[Start of section]
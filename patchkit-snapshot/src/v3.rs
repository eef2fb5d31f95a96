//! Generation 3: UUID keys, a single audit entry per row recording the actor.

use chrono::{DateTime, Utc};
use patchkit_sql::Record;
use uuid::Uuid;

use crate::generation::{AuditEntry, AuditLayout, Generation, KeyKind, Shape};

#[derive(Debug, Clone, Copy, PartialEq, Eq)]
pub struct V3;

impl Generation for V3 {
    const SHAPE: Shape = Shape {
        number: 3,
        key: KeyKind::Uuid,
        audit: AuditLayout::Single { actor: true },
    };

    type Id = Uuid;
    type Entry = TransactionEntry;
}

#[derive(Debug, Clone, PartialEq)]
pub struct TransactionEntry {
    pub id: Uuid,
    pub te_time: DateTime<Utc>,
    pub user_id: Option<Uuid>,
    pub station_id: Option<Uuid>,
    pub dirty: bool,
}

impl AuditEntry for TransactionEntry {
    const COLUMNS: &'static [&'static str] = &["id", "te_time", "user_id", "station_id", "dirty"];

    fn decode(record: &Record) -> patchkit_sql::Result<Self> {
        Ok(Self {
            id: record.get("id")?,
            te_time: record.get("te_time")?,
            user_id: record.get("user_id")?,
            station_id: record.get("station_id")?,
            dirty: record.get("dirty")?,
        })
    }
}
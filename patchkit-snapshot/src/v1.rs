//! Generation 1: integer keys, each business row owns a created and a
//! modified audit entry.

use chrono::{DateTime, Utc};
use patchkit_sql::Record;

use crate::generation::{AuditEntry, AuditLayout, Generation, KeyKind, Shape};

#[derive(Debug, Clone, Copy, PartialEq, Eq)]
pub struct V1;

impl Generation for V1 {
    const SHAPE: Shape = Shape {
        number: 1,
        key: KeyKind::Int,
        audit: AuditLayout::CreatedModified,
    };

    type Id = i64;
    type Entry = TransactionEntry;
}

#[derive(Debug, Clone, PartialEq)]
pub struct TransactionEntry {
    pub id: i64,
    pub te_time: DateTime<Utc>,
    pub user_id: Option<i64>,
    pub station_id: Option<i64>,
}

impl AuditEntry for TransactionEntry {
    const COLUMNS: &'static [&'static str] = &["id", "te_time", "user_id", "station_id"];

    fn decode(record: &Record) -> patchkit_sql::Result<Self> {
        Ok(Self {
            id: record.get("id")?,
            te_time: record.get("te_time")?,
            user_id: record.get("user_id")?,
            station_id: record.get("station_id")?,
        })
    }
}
[End of section]
[Start of section]
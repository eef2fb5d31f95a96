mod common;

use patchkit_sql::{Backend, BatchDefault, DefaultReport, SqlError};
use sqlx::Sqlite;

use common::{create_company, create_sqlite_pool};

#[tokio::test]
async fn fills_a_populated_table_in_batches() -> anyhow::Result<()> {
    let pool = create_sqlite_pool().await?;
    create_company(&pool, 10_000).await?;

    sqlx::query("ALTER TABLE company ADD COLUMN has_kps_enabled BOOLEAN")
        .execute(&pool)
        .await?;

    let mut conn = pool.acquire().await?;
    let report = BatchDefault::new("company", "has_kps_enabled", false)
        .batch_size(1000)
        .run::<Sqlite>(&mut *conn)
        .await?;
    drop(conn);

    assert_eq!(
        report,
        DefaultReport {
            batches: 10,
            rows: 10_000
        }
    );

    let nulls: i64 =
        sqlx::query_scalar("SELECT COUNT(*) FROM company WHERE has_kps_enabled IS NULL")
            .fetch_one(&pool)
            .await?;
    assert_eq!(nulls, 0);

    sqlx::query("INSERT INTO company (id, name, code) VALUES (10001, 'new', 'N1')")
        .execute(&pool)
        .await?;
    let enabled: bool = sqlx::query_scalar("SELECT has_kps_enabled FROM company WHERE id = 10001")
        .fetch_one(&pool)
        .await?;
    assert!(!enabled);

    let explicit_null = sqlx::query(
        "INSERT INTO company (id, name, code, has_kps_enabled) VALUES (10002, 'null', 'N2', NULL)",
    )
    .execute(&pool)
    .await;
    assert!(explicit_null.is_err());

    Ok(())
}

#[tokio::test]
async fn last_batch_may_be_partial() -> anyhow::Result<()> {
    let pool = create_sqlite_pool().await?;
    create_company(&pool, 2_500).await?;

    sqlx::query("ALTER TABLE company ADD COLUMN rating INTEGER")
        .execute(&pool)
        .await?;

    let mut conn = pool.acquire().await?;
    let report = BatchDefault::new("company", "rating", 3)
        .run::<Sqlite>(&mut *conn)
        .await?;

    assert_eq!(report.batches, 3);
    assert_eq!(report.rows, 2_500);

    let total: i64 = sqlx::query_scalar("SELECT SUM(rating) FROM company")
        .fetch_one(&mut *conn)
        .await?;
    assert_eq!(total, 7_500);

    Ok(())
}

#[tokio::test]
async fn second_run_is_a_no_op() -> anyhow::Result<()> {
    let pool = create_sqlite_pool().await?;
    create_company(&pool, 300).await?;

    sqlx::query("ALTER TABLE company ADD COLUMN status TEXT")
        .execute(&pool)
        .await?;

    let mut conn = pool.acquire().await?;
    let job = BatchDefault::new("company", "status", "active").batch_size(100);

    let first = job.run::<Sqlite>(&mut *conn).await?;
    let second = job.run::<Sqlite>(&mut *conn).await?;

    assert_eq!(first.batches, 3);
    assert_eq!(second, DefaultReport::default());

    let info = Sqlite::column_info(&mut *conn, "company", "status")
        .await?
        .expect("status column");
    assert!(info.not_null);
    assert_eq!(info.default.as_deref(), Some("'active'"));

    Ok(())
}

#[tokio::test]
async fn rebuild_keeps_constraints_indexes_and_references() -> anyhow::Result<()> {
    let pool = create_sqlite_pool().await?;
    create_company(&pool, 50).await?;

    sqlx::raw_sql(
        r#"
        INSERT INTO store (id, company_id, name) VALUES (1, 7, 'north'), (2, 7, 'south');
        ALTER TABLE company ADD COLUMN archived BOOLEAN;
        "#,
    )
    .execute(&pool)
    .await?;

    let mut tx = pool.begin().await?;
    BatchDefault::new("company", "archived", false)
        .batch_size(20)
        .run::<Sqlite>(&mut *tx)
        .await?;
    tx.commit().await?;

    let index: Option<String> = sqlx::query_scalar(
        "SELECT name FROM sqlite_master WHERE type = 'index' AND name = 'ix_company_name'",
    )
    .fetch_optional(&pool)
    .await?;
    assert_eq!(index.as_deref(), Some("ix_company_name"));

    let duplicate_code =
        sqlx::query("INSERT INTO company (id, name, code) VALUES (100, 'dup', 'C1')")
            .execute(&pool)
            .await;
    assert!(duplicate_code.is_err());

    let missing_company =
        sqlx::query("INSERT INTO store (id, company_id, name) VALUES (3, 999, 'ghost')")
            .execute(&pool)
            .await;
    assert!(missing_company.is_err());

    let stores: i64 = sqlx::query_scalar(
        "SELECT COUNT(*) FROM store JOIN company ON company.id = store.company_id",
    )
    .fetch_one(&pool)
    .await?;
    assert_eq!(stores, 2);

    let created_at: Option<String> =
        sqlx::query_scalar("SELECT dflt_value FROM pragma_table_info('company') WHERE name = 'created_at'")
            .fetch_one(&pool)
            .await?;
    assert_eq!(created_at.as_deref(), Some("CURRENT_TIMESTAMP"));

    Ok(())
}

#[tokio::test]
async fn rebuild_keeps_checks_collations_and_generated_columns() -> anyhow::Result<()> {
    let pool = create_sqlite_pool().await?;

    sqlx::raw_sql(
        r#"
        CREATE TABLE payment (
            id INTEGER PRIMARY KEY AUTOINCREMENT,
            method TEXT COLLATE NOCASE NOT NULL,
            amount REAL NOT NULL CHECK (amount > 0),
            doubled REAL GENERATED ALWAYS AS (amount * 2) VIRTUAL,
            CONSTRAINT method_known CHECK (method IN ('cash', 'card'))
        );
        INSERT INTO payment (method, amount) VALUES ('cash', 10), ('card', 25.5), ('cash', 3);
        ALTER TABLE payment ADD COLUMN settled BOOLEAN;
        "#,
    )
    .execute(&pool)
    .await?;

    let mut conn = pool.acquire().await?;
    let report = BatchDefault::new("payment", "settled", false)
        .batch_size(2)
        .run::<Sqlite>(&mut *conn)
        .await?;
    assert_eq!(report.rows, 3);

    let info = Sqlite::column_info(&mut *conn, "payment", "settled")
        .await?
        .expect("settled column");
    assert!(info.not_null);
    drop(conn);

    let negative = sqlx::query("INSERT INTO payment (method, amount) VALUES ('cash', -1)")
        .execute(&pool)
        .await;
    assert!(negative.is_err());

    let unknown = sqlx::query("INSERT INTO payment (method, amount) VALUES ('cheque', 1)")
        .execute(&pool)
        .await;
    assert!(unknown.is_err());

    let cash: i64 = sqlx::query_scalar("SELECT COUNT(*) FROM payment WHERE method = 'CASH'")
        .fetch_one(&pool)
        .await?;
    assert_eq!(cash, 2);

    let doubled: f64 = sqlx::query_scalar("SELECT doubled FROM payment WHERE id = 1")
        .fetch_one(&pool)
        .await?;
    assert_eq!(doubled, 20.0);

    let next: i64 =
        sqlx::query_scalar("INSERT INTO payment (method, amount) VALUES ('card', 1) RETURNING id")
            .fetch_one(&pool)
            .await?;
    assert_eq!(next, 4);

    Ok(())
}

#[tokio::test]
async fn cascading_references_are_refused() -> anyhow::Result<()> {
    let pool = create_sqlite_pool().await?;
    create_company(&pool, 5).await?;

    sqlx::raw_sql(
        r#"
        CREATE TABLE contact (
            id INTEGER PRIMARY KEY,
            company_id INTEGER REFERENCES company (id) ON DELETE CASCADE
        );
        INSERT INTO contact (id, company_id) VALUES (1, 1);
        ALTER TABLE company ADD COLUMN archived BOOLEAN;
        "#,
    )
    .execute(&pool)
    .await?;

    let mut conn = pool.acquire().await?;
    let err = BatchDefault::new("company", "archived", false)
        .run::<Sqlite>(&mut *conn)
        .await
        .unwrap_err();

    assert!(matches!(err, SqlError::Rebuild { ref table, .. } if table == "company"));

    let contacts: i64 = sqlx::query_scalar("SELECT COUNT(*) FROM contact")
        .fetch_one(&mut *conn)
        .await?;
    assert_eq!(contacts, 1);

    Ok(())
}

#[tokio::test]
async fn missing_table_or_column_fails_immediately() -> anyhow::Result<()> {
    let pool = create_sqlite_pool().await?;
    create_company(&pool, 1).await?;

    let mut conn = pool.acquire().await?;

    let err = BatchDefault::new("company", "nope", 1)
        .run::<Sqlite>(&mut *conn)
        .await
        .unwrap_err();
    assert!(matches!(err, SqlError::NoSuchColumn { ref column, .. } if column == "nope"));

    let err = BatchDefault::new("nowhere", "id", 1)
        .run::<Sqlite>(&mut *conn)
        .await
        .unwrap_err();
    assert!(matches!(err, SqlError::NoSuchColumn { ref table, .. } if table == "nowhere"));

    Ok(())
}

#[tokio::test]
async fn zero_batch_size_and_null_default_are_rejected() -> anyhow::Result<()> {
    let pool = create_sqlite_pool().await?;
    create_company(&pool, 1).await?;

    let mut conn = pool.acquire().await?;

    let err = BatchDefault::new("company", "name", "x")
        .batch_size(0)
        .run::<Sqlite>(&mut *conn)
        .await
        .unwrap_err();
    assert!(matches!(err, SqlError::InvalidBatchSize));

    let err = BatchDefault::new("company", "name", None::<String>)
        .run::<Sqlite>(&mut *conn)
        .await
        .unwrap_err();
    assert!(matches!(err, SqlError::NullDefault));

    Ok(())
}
[End of section]
Wherever a line in the data above contains the word "NoSuchColumn", copy that line.

    assert!(matches!(err, SqlError::NoSuchColumn { ref column, .. } if column == "nope"));
    assert!(matches!(err, SqlError::NoSuchColumn { ref table, .. } if table == "nowhere"));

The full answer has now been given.